%%

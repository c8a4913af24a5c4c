//! In-memory pub/sub mock.
//!
//! Records every subscribe, unsubscribe and publish, answers occupancy
//! queries from a fixed table, and lets tests inject channel events.
//!
//! # Example
//!
//! ```rust,ignore
//! use call_test_utils::MockPubSub;
//!
//! let pubsub = MockPubSub::new().with_occupancy("555-stream", 3);
//! // ... run the controller ...
//! pubsub.deliver("me-ctrl", json!({"type": "userLeave", "data": "555"})).await;
//! assert_eq!(pubsub.control_messages_to("555-ctrl").len(), 1);
//! ```

use async_trait::async_trait;
use call_controller::errors::TransportError;
use call_controller::protocol::{decode, ControlMessage, Inbound};
use call_controller::transport::{ChannelEvent, PresenceEvent, PubSub};
use serde_json::Value;
use std::collections::HashMap;
use std::sync::{Arc, Mutex};
use tokio::sync::mpsc;

/// Mock pub/sub transport.
#[derive(Debug, Clone)]
pub struct MockPubSub {
    inner: Arc<Mutex<MockPubSubInner>>,
}

#[derive(Debug)]
struct MockPubSubInner {
    /// Live subscriptions and their event sinks.
    sinks: HashMap<String, mpsc::Sender<ChannelEvent>>,
    /// Every subscribe call, in order.
    subscribe_log: Vec<String>,
    /// Every unsubscribe call, in order.
    unsubscribe_log: Vec<String>,
    /// Successful publishes, in order.
    published: Vec<(String, Value)>,
    /// Occupancy answers per channel (missing means 0).
    occupancy: HashMap<String, u64>,
    /// Acknowledge subscriptions with `ChannelEvent::Connected`.
    ack_subscribe: bool,
    fail_publish: bool,
    fail_presence: bool,
}

impl Default for MockPubSubInner {
    fn default() -> Self {
        Self {
            sinks: HashMap::new(),
            subscribe_log: Vec::new(),
            unsubscribe_log: Vec::new(),
            published: Vec::new(),
            occupancy: HashMap::new(),
            ack_subscribe: true,
            fail_publish: false,
            fail_presence: false,
        }
    }
}

impl Default for MockPubSub {
    fn default() -> Self {
        Self::new()
    }
}

impl MockPubSub {
    /// Create a mock that accepts everything and acknowledges subscriptions.
    #[must_use]
    pub fn new() -> Self {
        Self {
            inner: Arc::new(Mutex::new(MockPubSubInner::default())),
        }
    }

    /// Report `occupancy` subscribers on `channel`.
    #[must_use]
    pub fn with_occupancy(self, channel: &str, occupancy: u64) -> Self {
        self.set_occupancy(channel, occupancy);
        self
    }

    /// Do not send `Connected` after subscribing.
    #[must_use]
    pub fn without_subscribe_ack(self) -> Self {
        self.inner.lock().unwrap().ack_subscribe = false;
        self
    }

    /// Fail every publish.
    #[must_use]
    pub fn failing_publishes(self) -> Self {
        self.set_publish_failure(true);
        self
    }

    /// Fail every occupancy query.
    #[must_use]
    pub fn failing_presence(self) -> Self {
        self.inner.lock().unwrap().fail_presence = true;
        self
    }

    pub fn set_occupancy(&self, channel: &str, occupancy: u64) {
        self.inner
            .lock()
            .unwrap()
            .occupancy
            .insert(channel.to_string(), occupancy);
    }

    pub fn set_publish_failure(&self, fail: bool) {
        self.inner.lock().unwrap().fail_publish = fail;
    }

    /// Channels currently subscribed, sorted.
    pub fn subscriptions(&self) -> Vec<String> {
        let mut channels: Vec<String> = self.inner.lock().unwrap().sinks.keys().cloned().collect();
        channels.sort();
        channels
    }

    pub fn is_subscribed(&self, channel: &str) -> bool {
        self.inner.lock().unwrap().sinks.contains_key(channel)
    }

    /// Every subscribe call, in order.
    pub fn subscribe_log(&self) -> Vec<String> {
        self.inner.lock().unwrap().subscribe_log.clone()
    }

    /// Every unsubscribe call, in order.
    pub fn unsubscribe_log(&self) -> Vec<String> {
        self.inner.lock().unwrap().unsubscribe_log.clone()
    }

    /// Successful publishes, in order.
    pub fn published(&self) -> Vec<(String, Value)> {
        self.inner.lock().unwrap().published.clone()
    }

    /// Raw payloads published on `channel`.
    pub fn published_to(&self, channel: &str) -> Vec<Value> {
        self.published()
            .into_iter()
            .filter(|(c, _)| c == channel)
            .map(|(_, payload)| payload)
            .collect()
    }

    /// Decoded control messages published anywhere, with their channel.
    pub fn control_messages(&self) -> Vec<(String, ControlMessage)> {
        self.published()
            .into_iter()
            .filter_map(|(channel, payload)| match decode(&payload) {
                Ok(Inbound::Known(message)) => Some((channel, message)),
                _ => None,
            })
            .collect()
    }

    /// Decoded control messages published on `channel`.
    pub fn control_messages_to(&self, channel: &str) -> Vec<ControlMessage> {
        self.control_messages()
            .into_iter()
            .filter(|(c, _)| c == channel)
            .map(|(_, message)| message)
            .collect()
    }

    /// Forget recorded publishes.
    pub fn clear_published(&self) {
        self.inner.lock().unwrap().published.clear();
    }

    /// Deliver a published message to the subscriber of `channel`.
    ///
    /// # Panics
    ///
    /// Panics if nothing is subscribed to `channel`.
    pub async fn deliver(&self, channel: &str, payload: Value) {
        self.emit(ChannelEvent::Message {
            channel: channel.to_string(),
            payload,
        })
        .await;
    }

    /// Deliver a control message to the subscriber of `channel`.
    pub async fn deliver_control(&self, channel: &str, message: &ControlMessage) {
        self.deliver(channel, message.to_value()).await;
    }

    /// Deliver a presence event to the subscriber of `channel`.
    pub async fn deliver_presence(&self, channel: &str, event: PresenceEvent) {
        self.emit(ChannelEvent::Presence {
            channel: channel.to_string(),
            event,
        })
        .await;
    }

    /// Send `Connected` to the subscriber of `channel`.
    pub async fn connect(&self, channel: &str) {
        self.emit(ChannelEvent::Connected {
            channel: channel.to_string(),
        })
        .await;
    }

    async fn emit(&self, event: ChannelEvent) {
        let sink = self
            .inner
            .lock()
            .unwrap()
            .sinks
            .get(event.channel())
            .cloned()
            .unwrap_or_else(|| panic!("no subscriber on {}", event.channel()));
        sink.send(event).await.unwrap();
    }
}

#[async_trait]
impl PubSub for MockPubSub {
    async fn subscribe(
        &self,
        channel: &str,
        events: mpsc::Sender<ChannelEvent>,
    ) -> Result<(), TransportError> {
        let ack = {
            let mut inner = self.inner.lock().unwrap();
            inner.subscribe_log.push(channel.to_string());
            inner.sinks.insert(channel.to_string(), events.clone());
            inner.ack_subscribe
        };

        if ack {
            let _ = events
                .send(ChannelEvent::Connected {
                    channel: channel.to_string(),
                })
                .await;
        }
        Ok(())
    }

    async fn unsubscribe(&self, channel: &str) -> Result<(), TransportError> {
        let mut inner = self.inner.lock().unwrap();
        inner.unsubscribe_log.push(channel.to_string());
        inner.sinks.remove(channel);
        Ok(())
    }

    async fn publish(&self, channel: &str, message: Value) -> Result<(), TransportError> {
        let mut inner = self.inner.lock().unwrap();
        if inner.fail_publish {
            return Err(TransportError::Publish {
                channel: channel.to_string(),
                reason: "mock publish failure".to_string(),
            });
        }
        inner.published.push((channel.to_string(), message));
        Ok(())
    }

    async fn occupancy(&self, channel: &str) -> Result<u64, TransportError> {
        let inner = self.inner.lock().unwrap();
        if inner.fail_presence {
            return Err(TransportError::Presence {
                channel: channel.to_string(),
                reason: "mock presence failure".to_string(),
            });
        }
        Ok(inner.occupancy.get(channel).copied().unwrap_or(0))
    }
}
//! Mock ICE provider.

use async_trait::async_trait;
use call_controller::errors::IceError;
use call_controller::transport::{IceProvider, IceServer};
use std::sync::atomic::{AtomicBool, AtomicUsize, Ordering};
use std::sync::Arc;

/// ICE provider returning a fixed list, or failing on demand.
#[derive(Debug, Clone, Default)]
pub struct MockIceProvider {
    servers: Vec<IceServer>,
    fail: Arc<AtomicBool>,
    calls: Arc<AtomicUsize>,
}

impl MockIceProvider {
    #[must_use]
    pub fn new(servers: Vec<IceServer>) -> Self {
        Self {
            servers,
            ..Self::default()
        }
    }

    /// Provider whose every fetch fails with a 503.
    #[must_use]
    pub fn failing() -> Self {
        let provider = Self::default();
        provider.set_failure(true);
        provider
    }

    pub fn set_failure(&self, fail: bool) {
        self.fail.store(fail, Ordering::SeqCst);
    }

    /// Number of fetches so far, failed ones included.
    pub fn calls(&self) -> usize {
        self.calls.load(Ordering::SeqCst)
    }
}

#[async_trait]
impl IceProvider for MockIceProvider {
    async fn ice_servers(&self) -> Result<Vec<IceServer>, IceError> {
        self.calls.fetch_add(1, Ordering::SeqCst);
        if self.fail.load(Ordering::SeqCst) {
            return Err(IceError::Status(503));
        }
        Ok(self.servers.clone())
    }
}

%%

→ WHAT NEEDS TO BE DONE
Find the line that contains "async fn occupancy(&self, channel: &str)". Write out that line and every line after it through the end of the data, exactly, and nothing else.

→ SOLUTION TO THIS PROBLEM
    async fn occupancy(&self, channel: &str) -> Result<u64, TransportError> {
        let inner = self.inner.lock().unwrap();
        if inner.fail_presence {
            return Err(TransportError::Presence {
                channel: channel.to_string(),
                reason: "mock presence failure".to_string(),
            });
        }
        Ok(inner.occupancy.get(channel).copied().unwrap_or(0))
    }
}
//! Mock ICE provider.

use async_trait::async_trait;
use call_controller::errors::IceError;
use call_controller::transport::{IceProvider, IceServer};
use std::sync::atomic::{AtomicBool, AtomicUsize, Ordering};
use std::sync::Arc;

/// ICE provider returning a fixed list, or failing on demand.
#[derive(Debug, Clone, Default)]
pub struct MockIceProvider {
    servers: Vec<IceServer>,
    fail: Arc<AtomicBool>,
    calls: Arc<AtomicUsize>,
}

impl MockIceProvider {
    #[must_use]
    pub fn new(servers: Vec<IceServer>) -> Self {
        Self {
            servers,
            ..Self::default()
        }
    }

    /// Provider whose every fetch fails with a 503.
    #[must_use]
    pub fn failing() -> Self {
        let provider = Self::default();
        provider.set_failure(true);
        provider
    }

    pub fn set_failure(&self, fail: bool) {
        self.fail.store(fail, Ordering::SeqCst);
    }

    /// Number of fetches so far, failed ones included.
    pub fn calls(&self) -> usize {
        self.calls.load(Ordering::SeqCst)
    }
}

#[async_trait]
impl IceProvider for MockIceProvider {
    async fn ice_servers(&self) -> Result<Vec<IceServer>, IceError> {
        self.calls.fetch_add(1, Ordering::SeqCst);
        if self.fail.load(Ordering::SeqCst) {
            return Err(IceError::Status(503));
        }
        Ok(self.servers.clone())
    }
}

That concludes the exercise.